▶ Work instructions
Every line in the records below with the string "deduplicated" is to be copied out.

▶ Stored items
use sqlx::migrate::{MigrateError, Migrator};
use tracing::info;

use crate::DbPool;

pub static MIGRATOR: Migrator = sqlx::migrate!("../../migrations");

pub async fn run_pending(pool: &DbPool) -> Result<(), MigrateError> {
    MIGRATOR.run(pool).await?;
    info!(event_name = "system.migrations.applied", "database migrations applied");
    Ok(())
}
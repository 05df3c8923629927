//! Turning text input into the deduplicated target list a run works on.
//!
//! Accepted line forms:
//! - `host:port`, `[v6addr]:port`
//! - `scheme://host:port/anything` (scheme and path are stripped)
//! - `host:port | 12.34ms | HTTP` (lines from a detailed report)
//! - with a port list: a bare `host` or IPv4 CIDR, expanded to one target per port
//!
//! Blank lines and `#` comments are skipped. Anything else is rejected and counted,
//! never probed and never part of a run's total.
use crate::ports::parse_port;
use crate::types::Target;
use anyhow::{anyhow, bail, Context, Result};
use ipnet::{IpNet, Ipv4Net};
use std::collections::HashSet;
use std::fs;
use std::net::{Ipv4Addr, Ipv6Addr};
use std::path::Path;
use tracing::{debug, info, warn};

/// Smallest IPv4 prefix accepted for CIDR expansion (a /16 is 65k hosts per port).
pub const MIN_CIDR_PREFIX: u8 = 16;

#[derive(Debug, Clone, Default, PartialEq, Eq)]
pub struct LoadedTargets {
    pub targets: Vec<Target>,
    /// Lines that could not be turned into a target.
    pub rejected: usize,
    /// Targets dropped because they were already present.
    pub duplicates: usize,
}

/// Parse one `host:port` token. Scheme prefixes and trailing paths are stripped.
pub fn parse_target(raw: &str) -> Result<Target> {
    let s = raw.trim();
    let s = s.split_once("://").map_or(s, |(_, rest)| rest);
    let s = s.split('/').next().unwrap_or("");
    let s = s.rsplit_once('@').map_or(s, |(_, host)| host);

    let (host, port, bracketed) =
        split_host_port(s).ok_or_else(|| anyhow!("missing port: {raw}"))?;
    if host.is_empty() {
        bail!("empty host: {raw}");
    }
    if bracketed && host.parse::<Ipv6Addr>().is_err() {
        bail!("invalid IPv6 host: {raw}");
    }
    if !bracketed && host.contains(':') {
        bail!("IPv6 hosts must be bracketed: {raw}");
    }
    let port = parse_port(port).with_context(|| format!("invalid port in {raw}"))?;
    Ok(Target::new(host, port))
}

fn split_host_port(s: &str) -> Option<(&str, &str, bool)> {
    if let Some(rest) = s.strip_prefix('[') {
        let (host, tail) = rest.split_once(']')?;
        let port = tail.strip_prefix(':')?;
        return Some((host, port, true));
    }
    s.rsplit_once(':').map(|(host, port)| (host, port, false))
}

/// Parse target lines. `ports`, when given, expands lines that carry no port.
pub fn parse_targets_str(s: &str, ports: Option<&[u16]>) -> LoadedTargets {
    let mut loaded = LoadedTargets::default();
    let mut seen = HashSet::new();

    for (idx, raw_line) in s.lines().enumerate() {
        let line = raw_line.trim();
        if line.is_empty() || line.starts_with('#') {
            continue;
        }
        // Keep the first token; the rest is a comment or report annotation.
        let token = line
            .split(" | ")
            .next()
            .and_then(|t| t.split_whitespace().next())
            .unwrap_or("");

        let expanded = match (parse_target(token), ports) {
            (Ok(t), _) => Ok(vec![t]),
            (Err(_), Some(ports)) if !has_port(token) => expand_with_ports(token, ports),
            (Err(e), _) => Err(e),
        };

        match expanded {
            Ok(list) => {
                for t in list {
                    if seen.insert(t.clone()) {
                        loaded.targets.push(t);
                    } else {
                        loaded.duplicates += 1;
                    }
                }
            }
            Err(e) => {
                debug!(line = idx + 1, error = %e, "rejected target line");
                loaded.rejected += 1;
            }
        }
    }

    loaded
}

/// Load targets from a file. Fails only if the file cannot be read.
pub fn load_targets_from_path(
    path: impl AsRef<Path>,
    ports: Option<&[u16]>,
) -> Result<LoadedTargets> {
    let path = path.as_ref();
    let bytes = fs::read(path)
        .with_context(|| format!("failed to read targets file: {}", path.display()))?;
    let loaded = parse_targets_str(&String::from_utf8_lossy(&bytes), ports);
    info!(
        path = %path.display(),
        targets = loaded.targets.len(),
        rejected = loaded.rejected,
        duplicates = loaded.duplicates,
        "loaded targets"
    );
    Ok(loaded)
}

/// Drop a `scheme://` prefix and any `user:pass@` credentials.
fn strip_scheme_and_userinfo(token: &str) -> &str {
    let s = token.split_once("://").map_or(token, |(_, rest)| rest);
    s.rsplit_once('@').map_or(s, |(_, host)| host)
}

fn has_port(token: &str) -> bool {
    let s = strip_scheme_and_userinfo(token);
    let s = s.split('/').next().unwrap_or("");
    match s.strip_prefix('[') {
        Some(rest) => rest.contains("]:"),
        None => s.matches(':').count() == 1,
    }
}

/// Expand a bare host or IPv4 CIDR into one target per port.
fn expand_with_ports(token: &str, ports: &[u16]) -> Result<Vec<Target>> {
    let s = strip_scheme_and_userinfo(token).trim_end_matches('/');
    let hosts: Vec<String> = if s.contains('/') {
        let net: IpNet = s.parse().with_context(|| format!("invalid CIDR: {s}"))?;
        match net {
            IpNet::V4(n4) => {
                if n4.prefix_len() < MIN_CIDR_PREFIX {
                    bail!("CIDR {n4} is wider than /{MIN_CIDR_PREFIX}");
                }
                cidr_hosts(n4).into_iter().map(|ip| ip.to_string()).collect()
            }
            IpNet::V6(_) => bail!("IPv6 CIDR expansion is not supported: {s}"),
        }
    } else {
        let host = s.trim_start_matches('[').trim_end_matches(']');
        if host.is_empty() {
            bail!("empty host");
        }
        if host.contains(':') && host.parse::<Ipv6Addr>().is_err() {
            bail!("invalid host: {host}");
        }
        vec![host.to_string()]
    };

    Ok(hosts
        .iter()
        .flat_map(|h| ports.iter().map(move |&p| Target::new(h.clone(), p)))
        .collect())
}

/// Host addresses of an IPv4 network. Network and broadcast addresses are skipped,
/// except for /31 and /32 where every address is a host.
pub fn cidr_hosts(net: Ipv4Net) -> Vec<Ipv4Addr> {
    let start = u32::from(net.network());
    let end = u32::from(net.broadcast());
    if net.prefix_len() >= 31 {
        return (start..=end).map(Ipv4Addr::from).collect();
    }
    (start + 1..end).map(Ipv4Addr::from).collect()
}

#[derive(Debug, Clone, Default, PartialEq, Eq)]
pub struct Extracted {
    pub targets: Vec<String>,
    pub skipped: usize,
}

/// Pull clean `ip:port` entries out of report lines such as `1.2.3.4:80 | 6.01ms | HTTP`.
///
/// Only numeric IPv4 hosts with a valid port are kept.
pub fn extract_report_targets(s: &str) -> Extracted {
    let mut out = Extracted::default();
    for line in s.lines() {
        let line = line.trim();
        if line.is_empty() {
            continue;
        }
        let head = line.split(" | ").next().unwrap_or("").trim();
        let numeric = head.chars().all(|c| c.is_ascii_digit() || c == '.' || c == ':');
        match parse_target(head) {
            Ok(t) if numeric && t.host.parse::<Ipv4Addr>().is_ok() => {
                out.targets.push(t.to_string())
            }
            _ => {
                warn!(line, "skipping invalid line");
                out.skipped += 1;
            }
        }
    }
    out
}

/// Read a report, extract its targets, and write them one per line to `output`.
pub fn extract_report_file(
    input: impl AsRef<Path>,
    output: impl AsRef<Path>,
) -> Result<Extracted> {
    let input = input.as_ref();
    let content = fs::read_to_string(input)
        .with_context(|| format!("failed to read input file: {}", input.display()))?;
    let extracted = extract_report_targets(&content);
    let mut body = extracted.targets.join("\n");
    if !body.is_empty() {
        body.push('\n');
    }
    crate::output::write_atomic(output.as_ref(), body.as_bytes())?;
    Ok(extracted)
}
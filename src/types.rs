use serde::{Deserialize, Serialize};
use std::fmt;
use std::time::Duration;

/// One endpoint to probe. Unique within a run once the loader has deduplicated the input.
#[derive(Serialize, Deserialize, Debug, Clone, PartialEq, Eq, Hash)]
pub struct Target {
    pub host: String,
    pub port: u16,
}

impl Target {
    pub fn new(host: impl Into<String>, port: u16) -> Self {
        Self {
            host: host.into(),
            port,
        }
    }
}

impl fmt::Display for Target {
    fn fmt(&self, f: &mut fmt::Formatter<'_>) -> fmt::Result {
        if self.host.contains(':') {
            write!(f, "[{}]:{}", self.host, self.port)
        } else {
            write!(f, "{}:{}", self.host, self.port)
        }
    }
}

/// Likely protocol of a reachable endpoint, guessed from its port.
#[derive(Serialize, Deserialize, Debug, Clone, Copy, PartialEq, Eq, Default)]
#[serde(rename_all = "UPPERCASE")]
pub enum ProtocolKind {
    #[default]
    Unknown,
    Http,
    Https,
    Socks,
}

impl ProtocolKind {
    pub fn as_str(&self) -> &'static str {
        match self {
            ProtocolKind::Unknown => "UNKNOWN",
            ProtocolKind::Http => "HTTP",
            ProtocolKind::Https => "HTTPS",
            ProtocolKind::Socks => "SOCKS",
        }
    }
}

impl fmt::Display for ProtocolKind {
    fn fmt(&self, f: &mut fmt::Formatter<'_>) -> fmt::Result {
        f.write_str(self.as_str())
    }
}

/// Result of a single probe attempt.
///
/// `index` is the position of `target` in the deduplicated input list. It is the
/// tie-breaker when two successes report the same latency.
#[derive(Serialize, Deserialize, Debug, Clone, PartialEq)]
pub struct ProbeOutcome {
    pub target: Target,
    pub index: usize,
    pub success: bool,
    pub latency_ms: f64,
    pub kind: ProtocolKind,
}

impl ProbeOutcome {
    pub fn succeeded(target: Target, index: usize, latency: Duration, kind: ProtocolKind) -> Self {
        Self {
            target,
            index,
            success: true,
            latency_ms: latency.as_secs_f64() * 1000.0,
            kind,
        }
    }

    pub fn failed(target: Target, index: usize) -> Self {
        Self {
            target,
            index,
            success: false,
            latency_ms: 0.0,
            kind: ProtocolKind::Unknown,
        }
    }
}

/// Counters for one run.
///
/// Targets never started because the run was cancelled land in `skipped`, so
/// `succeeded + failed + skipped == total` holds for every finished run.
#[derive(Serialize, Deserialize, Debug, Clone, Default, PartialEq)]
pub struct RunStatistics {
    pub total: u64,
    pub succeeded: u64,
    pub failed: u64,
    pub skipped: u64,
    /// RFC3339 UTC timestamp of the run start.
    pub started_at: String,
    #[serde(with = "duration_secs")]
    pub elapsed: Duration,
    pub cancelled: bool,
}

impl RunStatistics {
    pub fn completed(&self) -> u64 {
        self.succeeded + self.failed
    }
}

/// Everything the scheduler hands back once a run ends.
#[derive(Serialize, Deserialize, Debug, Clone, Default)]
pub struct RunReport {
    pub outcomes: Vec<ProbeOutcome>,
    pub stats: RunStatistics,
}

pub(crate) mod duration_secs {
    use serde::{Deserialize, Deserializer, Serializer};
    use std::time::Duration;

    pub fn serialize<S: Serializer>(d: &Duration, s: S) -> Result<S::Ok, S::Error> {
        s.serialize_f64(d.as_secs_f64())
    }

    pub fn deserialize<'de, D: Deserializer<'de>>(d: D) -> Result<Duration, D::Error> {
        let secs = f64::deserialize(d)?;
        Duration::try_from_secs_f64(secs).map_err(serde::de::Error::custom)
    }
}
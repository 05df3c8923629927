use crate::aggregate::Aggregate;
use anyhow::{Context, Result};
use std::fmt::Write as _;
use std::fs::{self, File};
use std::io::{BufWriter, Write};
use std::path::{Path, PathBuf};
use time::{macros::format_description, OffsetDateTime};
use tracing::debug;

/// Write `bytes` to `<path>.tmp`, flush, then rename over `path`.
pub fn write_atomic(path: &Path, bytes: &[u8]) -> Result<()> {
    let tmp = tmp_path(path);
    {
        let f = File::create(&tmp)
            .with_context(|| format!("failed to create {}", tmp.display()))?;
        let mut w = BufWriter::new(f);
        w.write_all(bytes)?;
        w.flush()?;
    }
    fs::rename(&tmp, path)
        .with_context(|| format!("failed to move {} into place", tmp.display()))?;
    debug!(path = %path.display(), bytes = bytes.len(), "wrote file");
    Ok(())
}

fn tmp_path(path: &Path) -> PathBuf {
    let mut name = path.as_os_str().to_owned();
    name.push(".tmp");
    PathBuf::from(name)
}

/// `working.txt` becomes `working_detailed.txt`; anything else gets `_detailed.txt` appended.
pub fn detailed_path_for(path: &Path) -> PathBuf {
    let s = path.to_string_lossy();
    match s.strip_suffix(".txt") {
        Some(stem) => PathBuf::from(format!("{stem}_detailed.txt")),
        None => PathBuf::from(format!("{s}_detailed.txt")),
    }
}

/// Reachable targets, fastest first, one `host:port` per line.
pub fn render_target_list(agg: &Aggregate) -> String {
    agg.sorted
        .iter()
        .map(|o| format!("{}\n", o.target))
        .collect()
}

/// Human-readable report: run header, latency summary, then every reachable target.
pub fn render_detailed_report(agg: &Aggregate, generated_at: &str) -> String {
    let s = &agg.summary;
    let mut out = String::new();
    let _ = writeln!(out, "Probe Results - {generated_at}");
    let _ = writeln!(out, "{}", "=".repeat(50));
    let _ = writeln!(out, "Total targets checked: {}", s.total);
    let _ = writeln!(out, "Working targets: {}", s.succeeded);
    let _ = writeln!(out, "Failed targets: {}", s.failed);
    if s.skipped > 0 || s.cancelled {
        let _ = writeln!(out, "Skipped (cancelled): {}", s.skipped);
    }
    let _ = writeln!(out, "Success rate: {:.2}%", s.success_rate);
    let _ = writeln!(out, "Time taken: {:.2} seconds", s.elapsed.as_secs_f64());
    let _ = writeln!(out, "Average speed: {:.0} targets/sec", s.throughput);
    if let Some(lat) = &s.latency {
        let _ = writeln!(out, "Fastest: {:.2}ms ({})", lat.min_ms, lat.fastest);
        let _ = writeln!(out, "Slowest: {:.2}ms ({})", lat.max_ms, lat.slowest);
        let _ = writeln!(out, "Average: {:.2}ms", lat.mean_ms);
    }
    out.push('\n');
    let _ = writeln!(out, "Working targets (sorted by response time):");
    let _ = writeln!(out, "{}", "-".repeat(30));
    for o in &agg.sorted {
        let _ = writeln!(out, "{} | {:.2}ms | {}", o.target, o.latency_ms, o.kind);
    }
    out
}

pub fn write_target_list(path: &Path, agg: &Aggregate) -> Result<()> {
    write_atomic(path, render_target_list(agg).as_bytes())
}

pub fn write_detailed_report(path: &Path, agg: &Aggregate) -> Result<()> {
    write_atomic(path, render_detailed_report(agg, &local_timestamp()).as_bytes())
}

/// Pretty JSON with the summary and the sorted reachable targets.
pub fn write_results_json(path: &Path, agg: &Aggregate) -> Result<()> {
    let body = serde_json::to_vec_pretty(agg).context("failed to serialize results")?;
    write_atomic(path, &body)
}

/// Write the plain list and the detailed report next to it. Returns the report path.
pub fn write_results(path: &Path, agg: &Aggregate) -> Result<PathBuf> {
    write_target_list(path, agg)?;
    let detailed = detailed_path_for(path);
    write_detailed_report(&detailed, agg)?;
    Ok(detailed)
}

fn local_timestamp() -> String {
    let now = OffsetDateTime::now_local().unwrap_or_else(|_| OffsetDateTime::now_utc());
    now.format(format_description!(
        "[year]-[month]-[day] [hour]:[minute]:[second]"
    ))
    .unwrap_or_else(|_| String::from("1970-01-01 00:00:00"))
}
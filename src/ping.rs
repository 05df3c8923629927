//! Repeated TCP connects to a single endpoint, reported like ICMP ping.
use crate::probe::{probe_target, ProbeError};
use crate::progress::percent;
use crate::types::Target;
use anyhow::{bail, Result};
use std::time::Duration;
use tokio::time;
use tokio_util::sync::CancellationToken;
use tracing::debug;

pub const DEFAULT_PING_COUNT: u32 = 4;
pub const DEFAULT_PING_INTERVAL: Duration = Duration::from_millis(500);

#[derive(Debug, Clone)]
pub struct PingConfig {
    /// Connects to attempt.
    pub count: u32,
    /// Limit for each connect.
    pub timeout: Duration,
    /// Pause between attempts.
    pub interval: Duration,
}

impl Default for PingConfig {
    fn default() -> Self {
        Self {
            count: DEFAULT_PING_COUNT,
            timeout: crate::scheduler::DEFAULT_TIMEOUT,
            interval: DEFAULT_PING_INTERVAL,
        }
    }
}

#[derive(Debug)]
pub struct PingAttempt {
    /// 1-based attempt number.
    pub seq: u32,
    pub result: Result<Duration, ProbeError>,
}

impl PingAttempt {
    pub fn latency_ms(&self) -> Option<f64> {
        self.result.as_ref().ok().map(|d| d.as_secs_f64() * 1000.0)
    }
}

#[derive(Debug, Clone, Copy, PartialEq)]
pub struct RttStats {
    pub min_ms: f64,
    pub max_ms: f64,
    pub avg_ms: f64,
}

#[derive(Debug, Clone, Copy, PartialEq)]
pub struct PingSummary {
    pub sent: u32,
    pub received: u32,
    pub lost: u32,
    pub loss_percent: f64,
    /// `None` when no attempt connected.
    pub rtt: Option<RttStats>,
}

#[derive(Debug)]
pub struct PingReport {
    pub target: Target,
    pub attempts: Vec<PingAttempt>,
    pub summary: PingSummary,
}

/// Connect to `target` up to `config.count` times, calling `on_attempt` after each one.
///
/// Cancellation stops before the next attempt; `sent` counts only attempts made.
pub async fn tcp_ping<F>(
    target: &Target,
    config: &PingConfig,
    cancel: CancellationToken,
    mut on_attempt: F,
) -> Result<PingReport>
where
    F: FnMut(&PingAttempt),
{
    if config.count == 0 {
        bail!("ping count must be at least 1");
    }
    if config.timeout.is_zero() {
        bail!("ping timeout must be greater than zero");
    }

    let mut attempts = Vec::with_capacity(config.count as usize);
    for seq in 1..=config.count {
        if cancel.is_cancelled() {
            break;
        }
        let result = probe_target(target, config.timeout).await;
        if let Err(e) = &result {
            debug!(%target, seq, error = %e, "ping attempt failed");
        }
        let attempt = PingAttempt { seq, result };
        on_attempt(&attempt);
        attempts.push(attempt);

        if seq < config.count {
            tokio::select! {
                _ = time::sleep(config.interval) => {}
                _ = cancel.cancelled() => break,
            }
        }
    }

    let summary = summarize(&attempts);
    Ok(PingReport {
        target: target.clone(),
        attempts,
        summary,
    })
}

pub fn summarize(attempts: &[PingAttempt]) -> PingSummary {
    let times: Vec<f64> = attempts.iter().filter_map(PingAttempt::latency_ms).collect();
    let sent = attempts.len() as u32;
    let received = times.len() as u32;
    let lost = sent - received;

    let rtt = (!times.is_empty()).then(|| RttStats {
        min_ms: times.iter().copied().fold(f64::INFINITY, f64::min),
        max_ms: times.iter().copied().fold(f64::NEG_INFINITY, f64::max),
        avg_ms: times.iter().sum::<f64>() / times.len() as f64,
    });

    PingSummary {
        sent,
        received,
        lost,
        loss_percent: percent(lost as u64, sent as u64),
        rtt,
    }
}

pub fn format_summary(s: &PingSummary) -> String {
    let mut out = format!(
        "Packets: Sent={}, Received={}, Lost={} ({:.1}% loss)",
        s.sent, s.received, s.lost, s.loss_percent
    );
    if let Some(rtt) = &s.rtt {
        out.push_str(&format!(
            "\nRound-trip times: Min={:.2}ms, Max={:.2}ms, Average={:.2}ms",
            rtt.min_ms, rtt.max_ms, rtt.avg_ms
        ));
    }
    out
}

▶ Written response
//! Turning text input into the deduplicated target list a run works on.
/// One endpoint to probe. Unique within a run once the loader has deduplicated the input.
/// `index` is the position of `target` in the deduplicated input list. It is the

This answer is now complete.